Give again, word for word, every line below from the one that has "let mut config" through the one that has "while let Ok(event)", both included, and no others.

^^^^^^^^^^^^^^^^

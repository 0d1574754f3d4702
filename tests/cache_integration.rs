use async_trait::async_trait;
use bytes::Bytes;
use httpmock::prelude::*;
use serde_json::json;
use std::sync::Arc;
use std::sync::atomic::{AtomicUsize, Ordering};
use tempfile::TempDir;
use url::Url;

use unsplash_cache::sources::RemoteCatalog;
use unsplash_cache::status::StatusReceiver;
use unsplash_cache::{CacheError, CacheResult, CacheStatus, Config, RefillOutcome, UnsplashImageCache};

fn config(dir: &TempDir, endpoint: String, target_unused_count: usize) -> Config {
    let mut config = Config::with_client_id("integration-client");
    config.unsplash.endpoint = endpoint;
    config.cache.root = dir.path().join("images");
    config.cache.target_unused_count = target_unused_count;
    config.database.url = format!("sqlite://{}", dir.path().join("ledger.db").display());
    config
}

fn photo(server: &MockServer, id: &str) -> serde_json::Value {
    json!({
        "id": id,
        "urls": { "full": server.url(format!("/assets/{id}")) },
        "location": { "title": null },
        "user": { "username": format!("user-{id}"), "first_name": "First", "last_name": "Last" }
    })
}

async fn mock_batch<'a>(server: &'a MockServer, ids: &[&str]) -> httpmock::Mock<'a> {
    let body = json!(ids.iter().map(|id| photo(server, id)).collect::<Vec<_>>());
    server
        .mock_async(|when, then| {
            when.method(GET)
                .path("/photos/random")
                .query_param("client_id", "integration-client");
            then.status(200)
                .header("content-type", "application/json")
                .json_body(body);
        })
        .await
}

async fn mock_asset<'a>(server: &'a MockServer, id: &str) -> httpmock::Mock<'a> {
    let path = format!("/assets/{id}");
    let body = format!("bytes-of-{id}");
    server
        .mock_async(|when, then| {
            when.method(GET).path(path);
            then.status(200).body(body);
        })
        .await
}

fn drain(rx: &mut StatusReceiver) -> Vec<CacheStatus> {
    let mut events = Vec::new();
    while let Ok(event) = rx.try_recv() {
        events.push(event);
    }
    events
}

#[tokio::test]
async fn test_refill_registers_and_downloads_new_batch() {
    let server = MockServer::start_async().await;
    let dir = TempDir::new().unwrap();
    let cache = UnsplashImageCache::new(config(&dir, server.url("/photos/random"), 2))
        .await
        .unwrap();

    // One downloaded-unseen record before the scenario starts
    let mut seed = mock_batch(&server, &["seed"]).await;
    mock_asset(&server, "seed").await;
    assert_eq!(cache.pre_cache(Some(1)).await.succeeded(), 1);
    seed.delete_async().await;

    mock_batch(&server, &["A", "B", "C"]).await;
    for id in ["A", "B", "C"] {
        mock_asset(&server, id).await;
    }
    let mut rx = cache.subscribe();

    let outcome = cache.pre_cache(Some(3)).await;

    assert_eq!(outcome.succeeded(), 3);
    let events = drain(&mut rx);
    assert_eq!(
        events.last(),
        Some(&CacheStatus::RequestImagesDone { succeeded: 3 })
    );
    assert_eq!(events.iter().filter(|e| e.is_terminal()).count(), 1);

    let stats = cache.stats().await.unwrap();
    assert_eq!(stats.records, 4);
    assert_eq!(stats.downloaded, 4);
    assert_eq!(stats.downloaded_unseen, 4);

    let records = cache.list_records().await.unwrap();
    let new: Vec<_> = records
        .iter()
        .filter(|r| ["A", "B", "C"].contains(&r.id.as_str()))
        .collect();
    assert_eq!(new.len(), 3);
    assert!(new.iter().all(|r| r.downloaded && r.last_seen.is_never()));
    assert_eq!(new[0].publisher_display_name().as_deref(), Some("First Last"));
}

#[tokio::test]
async fn test_threshold_reached_skips_network() {
    let server = MockServer::start_async().await;
    let dir = TempDir::new().unwrap();
    let cache = UnsplashImageCache::new(config(&dir, server.url("/photos/random"), 2))
        .await
        .unwrap();

    let batch = mock_batch(&server, &["a", "b"]).await;
    mock_asset(&server, "a").await;
    mock_asset(&server, "b").await;
    assert_eq!(cache.pre_cache(Some(2)).await.succeeded(), 2);
    assert_eq!(batch.hits_async().await, 1);

    let mut rx = cache.subscribe();
    let outcome = cache.pre_cache(Some(2)).await;

    assert_eq!(outcome, RefillOutcome::Skipped { unseen: 2 });
    assert_eq!(drain(&mut rx), vec![CacheStatus::SkipFetchTargetUnseenReached]);
    assert_eq!(batch.hits_async().await, 1);
}

#[tokio::test]
async fn test_dedup_is_idempotent_across_refills() {
    let server = MockServer::start_async().await;
    let dir = TempDir::new().unwrap();
    let cache = UnsplashImageCache::new(config(&dir, server.url("/photos/random"), 100))
        .await
        .unwrap();

    let batch = mock_batch(&server, &["x", "y"]).await;
    let asset_x = mock_asset(&server, "x").await;
    let asset_y = mock_asset(&server, "y").await;

    assert_eq!(cache.pre_cache(Some(2)).await.succeeded(), 2);
    assert_eq!(cache.pre_cache(Some(2)).await.succeeded(), 0);

    assert_eq!(batch.hits_async().await, 2);
    assert_eq!(asset_x.hits_async().await, 1);
    assert_eq!(asset_y.hits_async().await, 1);
    assert_eq!(cache.stats().await.unwrap().records, 2);
}

#[tokio::test]
async fn test_malformed_response_leaves_ledger_untouched() {
    let server = MockServer::start_async().await;
    let dir = TempDir::new().unwrap();
    let cache = UnsplashImageCache::new(config(&dir, server.url("/photos/random"), 10))
        .await
        .unwrap();

    let body = json!([photo(&server, "ok"), { "id": "broken", "urls": { "small": "x" } }]);
    server
        .mock_async(|when, then| {
            when.method(GET).path("/photos/random");
            then.status(200).json_body(body);
        })
        .await;

    let outcome = cache.pre_cache(Some(2)).await;

    assert_eq!(outcome, RefillOutcome::Failed);
    assert_eq!(cache.stats().await.unwrap().records, 0);
    assert!(cache.next_unseen().await.is_none());
}

#[tokio::test]
async fn test_state_survives_restart() {
    let server = MockServer::start_async().await;
    let dir = TempDir::new().unwrap();

    {
        let cache = UnsplashImageCache::new(config(&dir, server.url("/photos/random"), 10))
            .await
            .unwrap();
        mock_batch(&server, &["p", "q"]).await;
        mock_asset(&server, "p").await;
        mock_asset(&server, "q").await;
        assert_eq!(cache.pre_cache(None).await.succeeded(), 2);
        let (_, first) = cache.next_unseen().await.unwrap();
        assert_eq!(first.id, "p");
    }

    let reopened = UnsplashImageCache::new(config(&dir, server.url("/photos/random"), 10))
        .await
        .unwrap();
    let stats = reopened.stats().await.unwrap();
    assert_eq!(stats.records, 2);
    assert_eq!(stats.downloaded_unseen, 1);

    let (bytes, next) = reopened.next_unseen().await.unwrap();
    assert_eq!(next.id, "q");
    assert_eq!(bytes.as_ref(), b"bytes-of-q");
}

/// In-process catalog serving canned metadata and bytes
struct StaticCatalog {
    items: Vec<(&'static str, &'static [u8])>,
    asset_requests: AtomicUsize,
}

#[async_trait]
impl RemoteCatalog for StaticCatalog {
    fn batch_url(&self, count: usize, _collections: Option<&[String]>) -> CacheResult<Url> {
        Url::parse(&format!("memory://catalog/random?count={count}"))
            .map_err(|e| CacheError::configuration(e.to_string()))
    }

    async fn fetch_batch_body(&self, _url: &Url) -> CacheResult<Bytes> {
        let body: Vec<_> = self
            .items
            .iter()
            .map(|(id, _)| json!({ "id": id, "urls": { "full": format!("memory://assets/{id}") } }))
            .collect();
        Ok(Bytes::from(serde_json::to_vec(&body).map_err(|e| CacheError::format(e.to_string()))?))
    }

    async fn fetch_asset(&self, url: &str) -> CacheResult<Bytes> {
        self.asset_requests.fetch_add(1, Ordering::SeqCst);
        self.items
            .iter()
            .find(|(id, _)| url == format!("memory://assets/{id}"))
            .map(|(_, data)| Bytes::from_static(*data))
            .ok_or_else(|| CacheError::transport(url, "no such asset"))
    }
}

#[tokio::test]
async fn test_round_robin_selection_with_custom_catalog() {
    let dir = TempDir::new().unwrap();
    let catalog = Arc::new(StaticCatalog {
        items: vec![
            ("one", b"1".as_slice()),
            ("two", b"2".as_slice()),
            ("three", b"3".as_slice()),
        ],
        asset_requests: AtomicUsize::new(0),
    });
    let cache = UnsplashImageCache::with_catalog(
        config(&dir, "http://unused.invalid/".into(), 10),
        catalog.clone(),
    )
    .await
    .unwrap();

    assert_eq!(cache.pre_cache(Some(3)).await.succeeded(), 3);
    assert_eq!(catalog.asset_requests.load(Ordering::SeqCst), 3);

    let mut seen = Vec::new();
    for _ in 0..6 {
        let (_, record) = cache.next_unseen().await.unwrap();
        seen.push(record.id);
    }

    // First cycle by id among never-seen, then the same order again
    assert_eq!(seen[..3], ["one", "three", "two"]);
    assert_eq!(seen[3..], seen[..3]);
    for window in seen.windows(2) {
        assert_ne!(window[0], window[1]);
    }
}

#[tokio::test]
async fn test_background_refill_reports_terminal_event() {
    let server = MockServer::start_async().await;
    let dir = TempDir::new().unwrap();
    let cache = UnsplashImageCache::new(config(&dir, server.url("/photos/random"), 10))
        .await
        .unwrap();
    mock_batch(&server, &["bg"]).await;
    mock_asset(&server, "bg").await;

    let mut rx = cache.subscribe();
    let handle = cache.spawn_pre_cache(Some(1));

    let mut events = Vec::new();
    loop {
        let event = rx.recv().await.unwrap();
        let terminal = event.is_terminal();
        events.push(event);
        if terminal {
            break;
        }
    }

    assert_eq!(handle.await.unwrap().succeeded(), 1);
    assert!(matches!(events[0], CacheStatus::Requesting { .. }));
    assert_eq!(events[1], CacheStatus::RequestApiSuccess);
    assert_eq!(events[2], CacheStatus::RequestImagesDone { succeeded: 1 });
}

^^^^^^^^^^^^^^^^

> ANSWER FOR THIS EXERCISE:
    let mut config = Config::with_client_id("integration-client");
    config.unsplash.endpoint = endpoint;
    config.cache.root = dir.path().join("images");
    config.cache.target_unused_count = target_unused_count;
    config.database.url = format!("sqlite://{}", dir.path().join("ledger.db").display());
    config
}

fn photo(server: &MockServer, id: &str) -> serde_json::Value {
    json!({
        "id": id,
        "urls": { "full": server.url(format!("/assets/{id}")) },
        "location": { "title": null },
        "user": { "username": format!("user-{id}"), "first_name": "First", "last_name": "Last" }
    })
}

async fn mock_batch<'a>(server: &'a MockServer, ids: &[&str]) -> httpmock::Mock<'a> {
    let body = json!(ids.iter().map(|id| photo(server, id)).collect::<Vec<_>>());
    server
        .mock_async(|when, then| {
            when.method(GET)
                .path("/photos/random")
                .query_param("client_id", "integration-client");
            then.status(200)
                .header("content-type", "application/json")
                .json_body(body);
        })
        .await
}

async fn mock_asset<'a>(server: &'a MockServer, id: &str) -> httpmock::Mock<'a> {
    let path = format!("/assets/{id}");
    let body = format!("bytes-of-{id}");
    server
        .mock_async(|when, then| {
            when.method(GET).path(path);
            then.status(200).body(body);
        })
        .await
}

fn drain(rx: &mut StatusReceiver) -> Vec<CacheStatus> {
    let mut events = Vec::new();
    while let Ok(event) = rx.try_recv() {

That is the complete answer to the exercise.